The project, curated by the association Punti di Vista Ets and supported by funds from the Otto per Mille of the Waldensian Church, crossed the Island and then went further . Up to Bologna. Up to that part of us that we usually don't listen to.
“I learned to look with other senses,” said Margherita. But it’s not just a metaphor. In MIZAR, we learned to use echolocation – yes, just like bats – to orient ourselves among the trees. We explored the Anteros museum with our hands. We recorded the voice of emotions, bodies, the earth. And Radio Elfi wasn’t a game: it was a new form of memory.
The Boscoteca Itinerante brought stories among the trunks, while in the silence of the Giardino Margherita in Bologna new sentences were constructed, made of touch, of stumbles, of a language that does not take sight for granted.
“The project has certainly taught me to question my point of view, and not to be ashamed if I change it,” added Giovi.
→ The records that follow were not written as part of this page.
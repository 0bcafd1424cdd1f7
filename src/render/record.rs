use crate::{
    animation::{dots::DotDescriptor, timeline::Timeline},
    foundation::core::{FillRule, Point, Rgba8Premul},
    foundation::error::DotlineResult,
    geometry::path::Polyline,
    render::backend::ShapeRenderer,
    widget::spec::Appearance,
};

/// One recorded draw call.
#[derive(Clone, Debug, PartialEq, serde::Serialize)]
#[serde(tag = "op")]
pub enum DrawCommand {
    /// Stroked/filled polyline.
    Path {
        /// SVG path data of the open polyline.
        svg: String,
        /// Fill rule for the interior.
        fill_rule: FillRule,
        /// Stroke color.
        stroke: Rgba8Premul,
        /// Stroke width.
        stroke_width: f64,
        /// Optional interior fill.
        fill: Option<Rgba8Premul>,
    },
    /// Animated dot overlay.
    Dot {
        /// Schedule index.
        index: usize,
        /// Center before the motion timeline starts.
        origin: Point,
        /// Center timeline.
        motion: Timeline,
        /// Radius step timeline.
        reveal: Timeline,
        /// Radius once revealed.
        radius: f64,
        /// Dot fill (the stroke color).
        fill: Rgba8Premul,
    },
}

/// [`ShapeRenderer`] that records commands instead of drawing them.
///
/// Useful as a retained display list, and for inspecting what a render pass emitted.
#[derive(Clone, Debug, Default)]
pub struct RecordingRenderer {
    /// Commands in emission order.
    pub commands: Vec<DrawCommand>,
}

impl RecordingRenderer {
    /// Empty recorder.
    pub fn new() -> Self {
        Self::default()
    }

    /// Number of recorded dot commands.
    pub fn dot_count(&self) -> usize {
        self.commands
            .iter()
            .filter(|c| matches!(c, DrawCommand::Dot { .. }))
            .count()
    }

    /// Drop all recorded commands.
    pub fn clear(&mut self) {
        self.commands.clear();
    }
}

impl ShapeRenderer for RecordingRenderer {
    fn draw_path(&mut self, path: &Polyline, appearance: &Appearance) -> DotlineResult<()> {
        self.commands.push(DrawCommand::Path {
            svg: path.to_bez_path().to_svg(),
            fill_rule: path.fill_rule(),
            stroke: appearance.stroke,
            stroke_width: appearance.stroke_width,
            fill: appearance.fill,
        });
        Ok(())
    }

    fn draw_dot(
        &mut self,
        _path: &Polyline,
        dot: &DotDescriptor,
        fill: Rgba8Premul,
    ) -> DotlineResult<()> {
        self.commands.push(DrawCommand::Dot {
            index: dot.index,
            origin: dot.origin,
            motion: dot.motion,
            reveal: dot.reveal,
            radius: dot.radius,
            fill,
        });
        Ok(())
    }
}

#[cfg(test)]
#[path = "../../tests/unit/render/record.rs"]
mod tests;
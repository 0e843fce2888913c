pub mod config;
pub mod evaluator;
pub mod extractor;
pub mod fetcher;
pub mod models;
pub mod notify;
pub mod pipeline;
pub mod utils;

// Re-export commonly used types
pub use config::{ChannelChoice, Settings, WatchConfig};
pub use models::Product;
pub use pipeline::{PriceWatch, RunSummary};
pub use utils::error::AppError;

pub type Result<T> = std::result::Result<T, AppError>;
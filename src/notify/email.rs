use async_trait::async_trait;
use lettre::message::Mailbox;
use lettre::transport::smtp::authentication::Credentials;
use lettre::{AsyncSmtpTransport, AsyncTransport, Message, Tokio1Executor};
use tracing::debug;

use crate::config::{require, EmailSettings};
use crate::notify::NotificationChannel;
use crate::utils::error::{AppError, Result};

const SUBJECT: &str = "Price watch alert";

/// SMTP delivery of the alert, mailed to the watching address itself.
/// Present as an alternate channel; the default channel choice is SMS.
pub struct EmailChannel {
    settings: EmailSettings,
}

impl EmailChannel {
    pub fn new(settings: EmailSettings) -> Self {
        Self { settings }
    }
}

#[async_trait]
impl NotificationChannel for EmailChannel {
    fn name(&self) -> &str {
        "email"
    }

    async fn send(&self, message: &str) -> Result<()> {
        let address = require(&self.settings.address, "EMAIL_ADDRESS")?;
        let password = require(&self.settings.password, "EMAIL_PASSWORD")?;

        let mailbox: Mailbox = address
            .parse()
            .map_err(|e| AppError::Config(format!("invalid EMAIL_ADDRESS: {e}")))?;

        let email = Message::builder()
            .from(mailbox.clone())
            .to(mailbox)
            .subject(SUBJECT)
            .body(message.to_string())
            .map_err(|e| AppError::Delivery(format!("building email failed: {e}")))?;

        let transport: AsyncSmtpTransport<Tokio1Executor> =
            AsyncSmtpTransport::<Tokio1Executor>::starttls_relay(&self.settings.smtp_host)
                .map_err(|e| AppError::Delivery(format!("smtp relay setup failed: {e}")))?
                .port(self.settings.smtp_port)
                .credentials(Credentials::new(address.to_string(), password.to_string()))
                .build();

        let response = transport
            .send(email)
            .await
            .map_err(|e| AppError::Delivery(format!("smtp send failed: {e}")))?;
        debug!(code = %response.code(), "smtp server response");

        Ok(())
    }
}
use rust_decimal::Decimal;

use crate::models::Product;

/// Keeps the products strictly below the threshold. A product priced exactly
/// at the threshold is not flagged. Order-preserving, duplicates pass through.
pub fn below_threshold(products: Vec<Product>, threshold: Decimal) -> Vec<Product> {
    products.into_iter().filter(|p| p.price < threshold).collect()
}
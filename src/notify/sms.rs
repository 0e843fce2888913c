use std::time::Duration;

use async_trait::async_trait;
use tracing::debug;

use crate::config::{require, SmsSettings};
use crate::notify::NotificationChannel;
use crate::utils::error::{AppError, Result};

/// SMS delivery via an AfricasTalking-style messaging endpoint: one
/// form-encoded POST of `{username, to, message}` with an `apikey` header.
pub struct SmsChannel {
    client: reqwest::Client,
    settings: SmsSettings,
}

impl SmsChannel {
    pub fn new(settings: SmsSettings, timeout: Duration) -> Result<Self> {
        let client = reqwest::Client::builder().timeout(timeout).build()?;
        Ok(Self { client, settings })
    }
}

#[async_trait]
impl NotificationChannel for SmsChannel {
    fn name(&self) -> &str {
        "sms"
    }

    async fn send(&self, message: &str) -> Result<()> {
        // Credentials are required only here, at first use.
        let api_key = require(&self.settings.api_key, "API_KEY")?;
        let username = require(&self.settings.username, "USERNAME")?;
        let recipient = require(&self.settings.recipient, "RECIPIENT_NUMBER")?;

        let response = self
            .client
            .post(&self.settings.endpoint)
            .header("apikey", api_key)
            .header("Accept", "application/json")
            .form(&[("username", username), ("to", recipient), ("message", message)])
            .send()
            .await
            .map_err(|e| AppError::Delivery(format!("sms request failed: {e}")))?;

        let status = response.status();
        let body = response.text().await.unwrap_or_default();
        debug!(%status, %body, "sms gateway response");

        if !status.is_success() {
            return Err(AppError::Delivery(format!(
                "sms gateway returned {status}: {body}"
            )));
        }

        Ok(())
    }
}
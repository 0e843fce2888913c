use rust_decimal::Decimal;
use serde::{Deserialize, Serialize};

/// One product row scraped from the listing page. Built only by the
/// extractor and never mutated afterwards.
#[derive(Debug, Clone, PartialEq, Serialize, Deserialize)]
pub struct Product {
    pub name: String,
    pub photo_url: String,
    pub price: Decimal,
}

#[cfg(test)]
mod tests {
    use super::*;
    use std::str::FromStr;

    #[test]
    fn test_product_equality_ignores_decimal_scale() {
        let a = Product {
            name: "Spirit of St. Louis".to_string(),
            photo_url: "https://cdn.example.com/sosl.jpg".to_string(),
            price: Decimal::from_str("140.00").unwrap(),
        };
        let b = Product {
            price: Decimal::from_str("140").unwrap(),
            ..a.clone()
        };
        assert_eq!(a, b);
    }

    #[test]
    fn test_product_serializes_price_as_decimal_string() {
        let product = Product {
            name: "Aero".to_string(),
            photo_url: "https://cdn.example.com/aero.jpg".to_string(),
            price: Decimal::from_str("99.60").unwrap(),
        };
        let json = serde_json::to_value(&product).unwrap();
        assert_eq!(json["price"], "99.60");
        assert_eq!(json["name"], "Aero");
    }
}
pub mod error;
The boys, “elves and elves”, as they chose to call themselves, have unlearned their roles. They have tried to do what is rarely asked of teenagers: build a community without recipes. «We have not returned to the same. We are no longer spectators of the world, we have become part of the landscape», highlighted Martina Balloi, educator, «This project is a choral work that involves educators, families, social professionals and the boys themselves, the true protagonists of change. Everyone actively participates in a process that has as its objective the improvement of the quality of life, understood not only as individual well-being, but as a collective condition».
Mizar has thus left room for the unsaid, the incomplete, the ambiguous. He has allowed families to trust enough to let their children go without cell phones, without supervision. And he has given them back adolescents who recognize themselves as capable of orienting themselves, of listening, of welcoming.
It is a project that does not end, because its shape is that of the constellations: scattered, but connected. And if the name of the project comes from a double star, the meaning is found here: duplicity is not separation, but tension, movement, possibility. As one of the participants said: "This project is a journey towards infinity. It cannot end."